Friday 31 May 2024

Good news.

NZ On Air is delighted by yesterday's Budget ’24 announcement that our baseline funding for the 24/25 year has been left unchanged, in recognition of the tough times facing the sectors we fund and the resulting threat to local content.

Along with the rest of the public sector, NZ On Air had looked for costs to cut in order to deliver the savings the Government seeks. In an agency spending less than four percent of our total budget on administration, this was clearly going to impact funding going into the sector.

What this means is that we will now swiftly prepare a new budget for inclusion in our Statement of Performance Expectations 24/25. We will seek to be strategic about allocation of funds to the areas of most pressing need and continue to take a prudent approach to our cost base. We have, for example, identified some modest savings in our admin budget and will divert this funding into content.

To be clear, when we talk about ‘need’ we mean cultural rather than financial, although we acknowledge our funds underpin many jobs. We need to ensure local audiences can still find, watch and listen to great local stories and songs. Current pressures are reducing the amount of quality local content available and audience ability to discover it, and so our funds need to stretch further than ever.

But we are optimistic in the face of these challenges. With our flexible investment strategy, continued collaboration with Te Māngai Pāho and the NZ Film Commission, and strong relationships with all local platforms, the music, screen production and game development sectors, we are in a strong position to respond.

Our plans for the next year (Statement of Performance Expectations 24/25) and high-level plans for the next four years (Statement of Intent 2024-28) will soon be available.

Two key staff changes at NZ On Air
We have recently reviewed our Corporate Services function, which intersects with all sectors and across all our mahi. Our review was driven out of a need to drive cultural transformation of our agency, build and enhance sector relationships, provide excellent services to internal and external stakeholders, and demonstrate our value, effectiveness and efficiency to the Government.

The outcome of this review has been the establishment of a new role – Head of Operations, Partnerships and Culture – the disestablishment of the Head of Corporate Services role, and the reassignment of a number roles within what was Corporate Services, into the new Operations, Partnerships and Culture (OPC) team.

I am delighted to announce that Raewyn Rasch (Kai Tahu/Ngāi Tahu) has accepted the role of Head of Operations, Partnerships and Culture.
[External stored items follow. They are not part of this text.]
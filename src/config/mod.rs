// src/config/mod.rs
pub mod consts;
pub mod options;
pub mod state;
// src/specs/catalog.rs
//
// Brochure records. Fixed column names, no aliasing.
//
// | column               | field               | shape                         |
// |----------------------|---------------------|-------------------------------|
// | collection_name      | collection_name     | text                          |
// | collection_order     | collection_order    | integer, 9999 if unusable     |
// | range_name           | range_name          | text (required)               |
// | range_order          | range_order         | integer, 9999 if unusable     |
// | collection_colours   | collection_colours  | `|` list                      |
// | hero_image_url       | hero_image_url      | url                           |
// | texture_image_url    | texture_image_url   | url                           |
// | swatch_urls          | swatches            | `|` list of urls              |
// | product_type         | product_type        | text (required)               |
// | size                 | size                | text                          |
// | carton_qty           | carton_qty          | text                          |
// | price_unit           | price_unit          | text                          |
// | thumb_1, thumb_2     | thumbs              | up to two urls                |

use crate::config::consts::{LIST_SEP, ORDER_SENTINEL};
use crate::core::sanitize::{non_empty, split_list};
use crate::csv::RawRow;

use super::Normalize;

pub mod col {
    pub const COLLECTION_NAME: &str = "collection_name";
    pub const COLLECTION_ORDER: &str = "collection_order";
    pub const RANGE_NAME: &str = "range_name";
    pub const RANGE_ORDER: &str = "range_order";
    pub const COLLECTION_COLOURS: &str = "collection_colours";
    pub const HERO_IMAGE_URL: &str = "hero_image_url";
    pub const TEXTURE_IMAGE_URL: &str = "texture_image_url";
    pub const SWATCH_URLS: &str = "swatch_urls";
    pub const PRODUCT_TYPE: &str = "product_type";
    pub const SIZE: &str = "size";
    pub const CARTON_QTY: &str = "carton_qty";
    pub const PRICE_UNIT: &str = "price_unit";
    pub const THUMB_1: &str = "thumb_1";
    pub const THUMB_2: &str = "thumb_2";

    pub const ALL: &[&str] = &[
        COLLECTION_NAME, COLLECTION_ORDER, RANGE_NAME, RANGE_ORDER, COLLECTION_COLOURS,
        HERO_IMAGE_URL, TEXTURE_IMAGE_URL, SWATCH_URLS, PRODUCT_TYPE, SIZE, CARTON_QTY,
        PRICE_UNIT, THUMB_1, THUMB_2,
    ];
}

#[derive(Clone, Debug, PartialEq, Eq)]
pub struct CatalogLine {
    pub collection_name: String,
    pub collection_order: i64,
    pub range_name: String,
    pub range_order: i64,
    pub collection_colours: Vec<String>,
    pub hero_image_url: String,
    pub texture_image_url: String,
    pub product_type: String,
    pub size: String,
    pub carton_qty: String,
    pub price_unit: String,
    pub swatches: Vec<String>,
    pub thumbs: Vec<String>,
}

impl Default for CatalogLine {
    fn default() -> Self {
        Self {
            collection_name: s!(),
            collection_order: ORDER_SENTINEL,
            range_name: s!(),
            range_order: ORDER_SENTINEL,
            collection_colours: Vec::new(),
            hero_image_url: s!(),
            texture_image_url: s!(),
            product_type: s!(),
            size: s!(),
            carton_qty: s!(),
            price_unit: s!(),
            swatches: Vec::new(),
            thumbs: Vec::new(),
        }
    }
}

/// Integer order, or `ORDER_SENTINEL` for blank/non-numeric cells.
/// Whole-valued decimals such as `2.0` count as numbers.
pub fn parse_order(s: &str) -> i64 {
    let t = s.trim();
    if let Ok(n) = t.parse::<i64>() {
        return n;
    }
    match t.parse::<f64>() {
        Ok(f) if f.is_finite() && f.fract() == 0.0 => f as i64,
        _ => ORDER_SENTINEL,
    }
}

fn text(row: &RawRow, column: &str) -> String {
    s!(row.get(column).trim())
}

impl CatalogLine {
    pub fn from_row_lossy(row: &RawRow) -> Self {
        Self {
            collection_name: text(row, col::COLLECTION_NAME),
            collection_order: parse_order(row.get(col::COLLECTION_ORDER)),
            range_name: text(row, col::RANGE_NAME),
            range_order: parse_order(row.get(col::RANGE_ORDER)),
            collection_colours: split_list(row.get(col::COLLECTION_COLOURS), LIST_SEP),
            hero_image_url: text(row, col::HERO_IMAGE_URL),
            texture_image_url: text(row, col::TEXTURE_IMAGE_URL),
            product_type: text(row, col::PRODUCT_TYPE),
            size: text(row, col::SIZE),
            carton_qty: text(row, col::CARTON_QTY),
            price_unit: text(row, col::PRICE_UNIT),
            swatches: split_list(row.get(col::SWATCH_URLS), LIST_SEP),
            thumbs: non_empty([row.get(col::THUMB_1), row.get(col::THUMB_2)]),
        }
    }

    pub fn is_complete(&self) -> bool {
        !self.range_name.is_empty() && !self.product_type.is_empty()
    }

    pub fn colours_line(&self) -> String {
        self.collection_colours.join(", ")
    }
}

impl Normalize for CatalogLine {
    fn from_row(row: &RawRow) -> Option<Self> {
        let line = Self::from_row_lossy(row);
        line.is_complete().then_some(line)
    }

    fn missing_columns(headers: &[String]) -> Vec<&'static str> {
        col::ALL.iter().copied().filter(|c| !headers.iter().any(|h| h == c)).collect()
    }
}
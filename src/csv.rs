// src/csv.rs
use std::collections::HashMap;
use std::mem::take;

/* ---------------- Row shape ---------------- */

/// One data line keyed by header name. Lives only until normalization.
#[derive(Clone, Debug, Default, PartialEq, Eq)]
pub struct RawRow {
    cells: HashMap<String, String>,
}

impl RawRow {
    /// Cell for `header`, or `""` when the column does not exist.
    pub fn get(&self, header: &str) -> &str {
        self.cells.get(header).map(String::as_str).unwrap_or("")
    }

    pub fn len(&self) -> usize {
        self.cells.len()
    }

    pub fn is_empty(&self) -> bool {
        self.cells.is_empty()
    }
}

impl<K: Into<String>, V: Into<String>> FromIterator<(K, V)> for RawRow {
    fn from_iter<T: IntoIterator<Item = (K, V)>>(iter: T) -> Self {
        Self {
            cells: iter.into_iter().map(|(k, v)| (k.into(), v.into())).collect(),
        }
    }
}

/* ---------------- Parsing ---------------- */

/// Split one line into raw (untrimmed) fields.
///
/// Quotes toggle quoted mode and are not emitted; inside quotes a doubled
/// quote is one literal `"`. `sep` only splits outside quotes.
pub fn split_line(line: &str, sep: char) -> Vec<String> {
    let mut out = Vec::new();
    let mut field = s!();
    let mut in_quotes = false;
    let mut chars = line.chars().peekable();

    while let Some(ch) = chars.next() {
        match ch {
            '"' if in_quotes && matches!(chars.peek(), Some('"')) => {
                chars.next(); // double-quote escape
                field.push('"');
            }
            '"' => in_quotes = !in_quotes,
            c if c == sep && !in_quotes => out.push(take(&mut field)),
            _ => field.push(ch),
        }
    }

    // Unterminated quotes still flush what we have.
    out.push(field);
    out
}

/// Parse a whole export into header-keyed rows.
///
/// `\r` is dropped everywhere and empty lines are skipped. The first line is
/// the header. Short rows read as `""` for the missing columns; cells past
/// the last header are ignored. One record per line: quoted newlines are not
/// supported.
pub fn parse_records(text: &str, sep: char) -> Vec<RawRow> {
    let text = text.replace('\r', "");
    let mut lines = text.split('\n').filter(|l| !l.is_empty());

    let Some(first) = lines.next() else {
        return Vec::new();
    };
    let headers: Vec<String> = split_line(first, sep)
        .into_iter()
        .map(|h| h.trim().to_string())
        .collect();

    lines
        .map(|line| {
            let mut cells = split_line(line, sep).into_iter();
            headers
                .iter()
                .map(|h| {
                    let cell = cells.next().unwrap_or_default();
                    (h.clone(), cell.trim().to_string())
                })
                .collect()
        })
        .collect()
}

/// Header names in file order, as `parse_records` sees them.
pub fn headers(text: &str, sep: char) -> Vec<String> {
    let text = text.replace('\r', "");
    text.split('\n')
        .find(|l| !l.is_empty())
        .map(|l| split_line(l, sep).into_iter().map(|h| h.trim().to_string()).collect())
        .unwrap_or_default()
}
// src/config/state.rs
use super::options::AppOptions;

#[derive(Clone, Debug)]
pub struct GuiState {
    pub window_w: u32,
    pub window_h: u32,

    /// Active tab index into router::PAGES
    pub current_page_index: usize,
}

impl Default for GuiState {
    fn default() -> Self {
        Self {
            window_w: 1200,
            window_h: 800,
            current_page_index: 0,
        }
    }
}

#[derive(Clone, Debug, Default)]
pub struct AppState {
    pub options: AppOptions,
    pub gui: GuiState,
}
// src/gui/pages/brochure.rs
use eframe::egui;

use crate::{
    config::options::PageKind,
    data::{FilterIndex, Query},
    gui::{app::App, components::sheets},
    runner,
    specs::CatalogLine,
};

use super::Page;

pub struct BrochurePage;
pub static PAGE: BrochurePage = BrochurePage;

impl Page for BrochurePage {
    fn label(&self) -> &'static str { "Brochure" }
    fn kind(&self) -> PageKind { PageKind::Brochure }

    fn facet_labels(&self) -> [&'static str; 2] { ["All collections", "All types"] }

    fn filter_index<'a>(&self, app: &'a App) -> &'a FilterIndex {
        app.brochure.session().index()
    }

    fn load(&self, app: &mut App, text: &str) {
        let records = runner::records_from_text::<CatalogLine>(text, app.state.options.source.delim, None);
        app.brochure.load(records);
    }

    fn apply_query(&self, app: &mut App, query: Query) {
        app.brochure.set_query(query);
    }

    fn status_text(&self, app: &App) -> String {
        app.brochure.view().status_text()
    }

    fn draw(&self, ui: &mut egui::Ui, app: &mut App) {
        let view = app.brochure.view();
        sheets::draw(ui, &view);
    }
}
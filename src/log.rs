// src/log.rs
use std::fs::{self, OpenOptions};
use std::io::Write;
use std::path::Path;
use std::sync::{Mutex, OnceLock};
use std::time::Instant;

use crate::config::consts::{LOG_FILE, STORE_DIR};

static LOG_LOCK: Mutex<()> = Mutex::new(());
static START: OnceLock<Instant> = OnceLock::new();
static DIR_READY: OnceLock<bool> = OnceLock::new();

fn start() -> Instant {
    *START.get_or_init(Instant::now)
}

fn dir_ready() -> bool {
    *DIR_READY.get_or_init(|| fs::create_dir_all(STORE_DIR).is_ok())
}

pub fn fmt_elapsed(ms: u128) -> String {
    let total_ms = ms as u64;
    let h = total_ms / 3_600_000;
    let m = (total_ms % 3_600_000) / 60_000;
    let s = (total_ms % 60_000) / 1_000;
    let ms = total_ms % 1_000;
    format!("{h:02}:{m:02}:{s:02}.{ms:03}")
}

/// Append one line to the debug log. Best-effort: a log that cannot be
/// written never fails the caller.
pub fn write_log(level: &str, msg: &str) {
    let elapsed = fmt_elapsed(start().elapsed().as_millis());
    let line = format!("[{elapsed}][{level}] {msg}\n");

    if !dir_ready() {
        return;
    }

    if let Ok(_guard) = LOG_LOCK.lock() {
        if let Ok(mut file) = OpenOptions::new()
            .create(true)
            .append(true)
            .open(Path::new(STORE_DIR).join(LOG_FILE))
        {
            let _ = file.write_all(line.as_bytes());
        }
    }
}

/// Info-level logging
#[macro_export]
macro_rules! logf {
    ($($arg:tt)*) => {
        $crate::log::write_log("INFO", &format!($($arg)*))
    };
}

/// Debug-level logging
#[macro_export]
macro_rules! logd {
    ($($arg:tt)*) => {
        $crate::log::write_log("DEBUG", &format!($($arg)*))
    };
}

/// Error-level logging
#[macro_export]
macro_rules! loge {
    ($($arg:tt)*) => {
        $crate::log::write_log("ERROR", &format!($($arg)*))
    };
}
Raewyn ably led our Public Interest Journalism Fund delivery, and since the end of that fund last June has been helping create a new Rautaki Māori, Equity and Representation strategy, and our Te Tiriti commitment. (All of these new strategies will be socialised soon, as they are reflected in our new SOI and SPE).

Under Raewyn’s leadership, the OPC team will deliver the finance, Human Resources, contracting and other office functions, while providing leadership on sector partnerships, collaboration and cultural change.

We will also temporarily bid farewell to Head of Funding Amie Mills who is heading off on parental leave (next week) with a new baby due imminently. In recognition of our highly capable and experienced existing team, we are delighted to announce that Kelly Davis and Glenn Usmar will both step up into Acting Heads of Funding. Kelly and Glenn should both be very familiar to you as Kelly has been running screen funding rounds for the past year and a half, and Glenn has been managing our funding systems (and has been with us for a while!) so the team is in great hands until we welcome Amie back.